Reputation: 617
I've got a list comprehension I'm trying to get my head around and I just can't seem to get what I'm after and thought I'd see if anybody else knew how!
My basic data structure is this:
structure = [[np.array([[1,2,3],[4,5,6]]), np.array([[7,8,9],[10,11,12]])], [np.array([[13,14,15],[16,17,18]]), np.array([[19,20,21],[22,23,24]])]]
So I've got an overall list containing sublists of numpy arrays and my desired output is some sort of grouping (don't care if it's a list or an array) with the following elements paired:
[1, 13]
[4, 16]
[2, 14]
[5, 17]
[3, 15]
[6, 18]
I thought I'd got it with the following style construct:
output = [structure[i][0][j] for j in range(9) for i in range(len(structure))]
but alas, no joy.
I don't really mind if it needs more than one stage - just want to get those elements grouped together!
(as a bit of background - I've got lists of probabilities outputted from various models and within those models I've got a training list and a validation list:
[[model_1], [model_2], ..., [model_n]]
where [model_1]
is [[training_set], [validation_set], [test_set]]
and [training_set]
is np.array([p_1, p_2, ..., p_n],[p_1, p_2, ..., p_n],...])
I'd like to group together the prediction for item 1 for each of the models and create a training vector out of it of length equal to the number of models I've got. I'd then like to do the same but for the second row of [training_set].
If that doesn't make sense let me know!
Upvotes: 4
Views: 1107
Reputation: 231385
Since all the arrays (and sublists) in structure
are the same size you can turn it into one higher dimensional array:
In [189]: A=np.array(structure)
Out[189]:
array([[[[ 1, 2, 3],
[ 4, 5, 6]],
[[ 7, 8, 9],
[10, 11, 12]]],
[[[13, 14, 15],
[16, 17, 18]],
[[19, 20, 21],
[22, 23, 24]]]])
In [190]: A.shape
Out[190]: (2, 2, 2, 3)
Reshaping and swapaxes can give you all kinds of combinations.

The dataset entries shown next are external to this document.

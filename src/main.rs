use anyhow::{bail, Context, Result};
use clap::{Parser, Subcommand, ValueHint};
use env_logger::Env;
use fbrowse::{
    config::ConfigValidator, navigator::Navigator, session::Session, tui::BrowserTui,
    BrowserConfig,
};
use log::{info, warn, LevelFilter};
use std::fs::OpenOptions;
use std::path::{Path, PathBuf};
#[derive(Parser, Debug)]
#[command(
    name = "fb",
    author,
    version,
    about = "Interactive terminal file browser",
    long_about = r#"
fbrowse - single-key terminal file browser

Navigate directories, view text files, and delete, copy or move entries
without leaving the keyboard.

KEYS (defaults, configurable in config.json):
  Up/Down, k/j      Move the cursor
  Enter             Enter the selected directory
  Backspace         Go to the parent directory
  Delete, d         Delete the selected entry (directories recursively)
  p                 View the selected file
  s                 Mark the selected entry
  c                 Copy the marked entry here
  z                 Move the marked entry here
  q                 Quit (leaves the viewer when viewing)

EXAMPLES:
  fb                     # Browse the current directory
  fb /var/log            # Start somewhere else
  fb -vv                 # Debug logging to ~/.fbrowse/logs/fbrowse.log
  fb config show         # Print the active configuration
  fb config init         # Write a default config file
    "#
)]
struct Opt {
    #[arg(
        value_name = "DIR",
        value_hint = ValueHint::DirPath,
        help = "Directory to start in (defaults to the working directory)"
    )]
    dir: Option<PathBuf>,
    #[arg(
        short,
        long,
        value_name = "PATH",
        value_hint = ValueHint::FilePath,
        help = "Config file to use instead of ~/.fbrowse/config.json"
    )]
    config: Option<PathBuf>,
    #[arg(long, help = "Hide dotfiles regardless of the config file")]
    hide_hidden: bool,
    #[arg(short, long, action = clap::ArgAction::Count)]
    verbose: u8,
    #[command(subcommand)]
    command: Option<Commands>,
}
#[derive(Subcommand, Debug)]
enum Commands {
    Config { #[command(subcommand)] action: ConfigCommand },
}
#[derive(Subcommand, Debug)]
enum ConfigCommand {
    /// Print the active configuration
    Show,
    /// Write the default configuration file
    Init {
        #[arg(short, long, help = "Overwrite an existing config file")]
        force: bool,
    },
    /// Print the config file location
    Path,
}
fn main() -> Result<()> {
    let opt = Opt::parse();
    let config_path = opt
        .config
        .clone()
        .unwrap_or_else(|| fbrowse::config_path(&fbrowse::get_default_home_dir()));
    let mut config = BrowserConfig::load(&config_path)?;
    if opt.hide_hidden {
        config.listing.show_hidden = false;
    }
    init_logging(opt.verbose, &config.home_dir);
    match opt.command {
        Some(Commands::Config { action }) => handle_config(action, &config, &config_path),
        None => handle_browse(opt.dir, config),
    }
}
/// The TUI owns stdout and stderr, so log records go to a file under the
/// home directory. Logging stays off if that file cannot be opened.
fn init_logging(verbose: u8, home_dir: &Path) {
    let log_level = match verbose {
        0 => LevelFilter::Warn,
        1 => LevelFilter::Info,
        2 => LevelFilter::Debug,
        _ => LevelFilter::Trace,
    };
    if fbrowse::setup_directory_structure(home_dir).is_err() {
        return;
    }
    let log_file = match OpenOptions::new()
        .create(true)
        .append(true)
        .open(fbrowse::log_path(home_dir))
    {
        Ok(file) => file,
        Err(_) => return,
    };
    env_logger::Builder::from_env(
            Env::default().default_filter_or(log_level.to_string()),
        )
        .target(env_logger::Target::Pipe(Box::new(log_file)))
        .write_style(env_logger::WriteStyle::Never)
        .init();
}
fn handle_browse(dir: Option<PathBuf>, config: BrowserConfig) -> Result<()> {
    let validation = ConfigValidator::new().validate_config(&config);
    for warning in &validation.warnings {
        warn!("config {}: {}", warning.field, warning.message);
    }
    if !validation.is_valid {
        let details = validation
            .errors
            .iter()
            .map(|e| format!("  {}", e))
            .collect::<Vec<_>>()
            .join("\n");
        bail!("invalid configuration:\n{}", details);
    }
    let start = match dir {
        Some(dir) => dir,
        None => std::env::current_dir().context("cannot determine the working directory")?,
    };
    let navigator = Navigator::open(config.listing_fs(), &start)
        .with_context(|| format!("cannot open {:?}", start))?;
    let session = Session::new(navigator, config.keys.clone());
    let mut tui = BrowserTui::new(session, config.display.reserved_rows)?;
    let result = tui.run();
    tui.shutdown()?;
    info!("exiting");
    result
}
fn handle_config(action: ConfigCommand, config: &BrowserConfig, path: &Path) -> Result<()> {
    match action {
        ConfigCommand::Show => {
            println!("Config file: {:?}", path);
            println!("Home directory: {:?}", config.home_dir);
            println!("Listing:");
            println!("  Show hidden: {}", config.listing.show_hidden);
            println!("  Directories first: {}", config.listing.dirs_first);
            println!("Display:");
            println!("  Reserved rows: {}", config.display.reserved_rows);
            println!("Keys:");
            for (name, key) in config.keys.entries() {
                println!("  {:<8} {}", name, key);
            }
            let validation = ConfigValidator::new().validate_config(config);
            for error in &validation.errors {
                println!("error: {}", error);
            }
            for warning in &validation.warnings {
                println!("warning: {}: {}", warning.field, warning.message);
            }
        }
        ConfigCommand::Init { force } => {
            if path.exists() && !force {
                println!("Config already exists at {:?}", path);
                println!("Use --force to overwrite it");
                return Ok(());
            }
            BrowserConfig::default().save(path)?;
            println!("Wrote default configuration to {:?}", path);
        }
        ConfigCommand::Path => {
            println!("{}", path.display());
        }
    }
    Ok(())
}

For example, the values in your sample sublist can be selected with:
In [194]: A[:,0,:,:]
Out[194]:
array([[[ 1, 2, 3],
[ 4, 5, 6]],
[[13, 14, 15],
[16, 17, 18]]])
and reshape to get
In [197]: A[:,0,:,:].reshape(2,6)
Out[197]:
array([[ 1, 2, 3, 4, 5, 6],
[13, 14, 15, 16, 17, 18]])
and transpose to get the 6 rows of pairs:
In [198]: A[:,0,:,:].reshape(2,6).T
Out[198]:
array([[ 1, 13],
[ 2, 14],
[ 3, 15],
[ 4, 16],
[ 5, 17],
[ 6, 18]])
To get them in the 1,4,2,5..
order I can transpose first
In [208]: A[:,0,:,:].T.reshape(6,2)
Out[208]:
array([[ 1, 13],
[ 4, 16],
[ 2, 14],
[ 5, 17],
[ 3, 15],
[ 6, 18]])
Upvotes: 3
Reputation: 69
I think this is what you want like the format you have, it uses generators:
import numpy as np
structure = [[np.array([[1,2,3],[4,5,6]]), np.array([[7,8,9],[10,11,12]])], [np.array([[13,14,15],[16,17,18]]), np.array([[19,20,21],[22,23,24]])]]
struc = structure
my_gen = ([struc[i][j][k][l], struc[i+1][j][k][l]] for i in range(len(struc)-1)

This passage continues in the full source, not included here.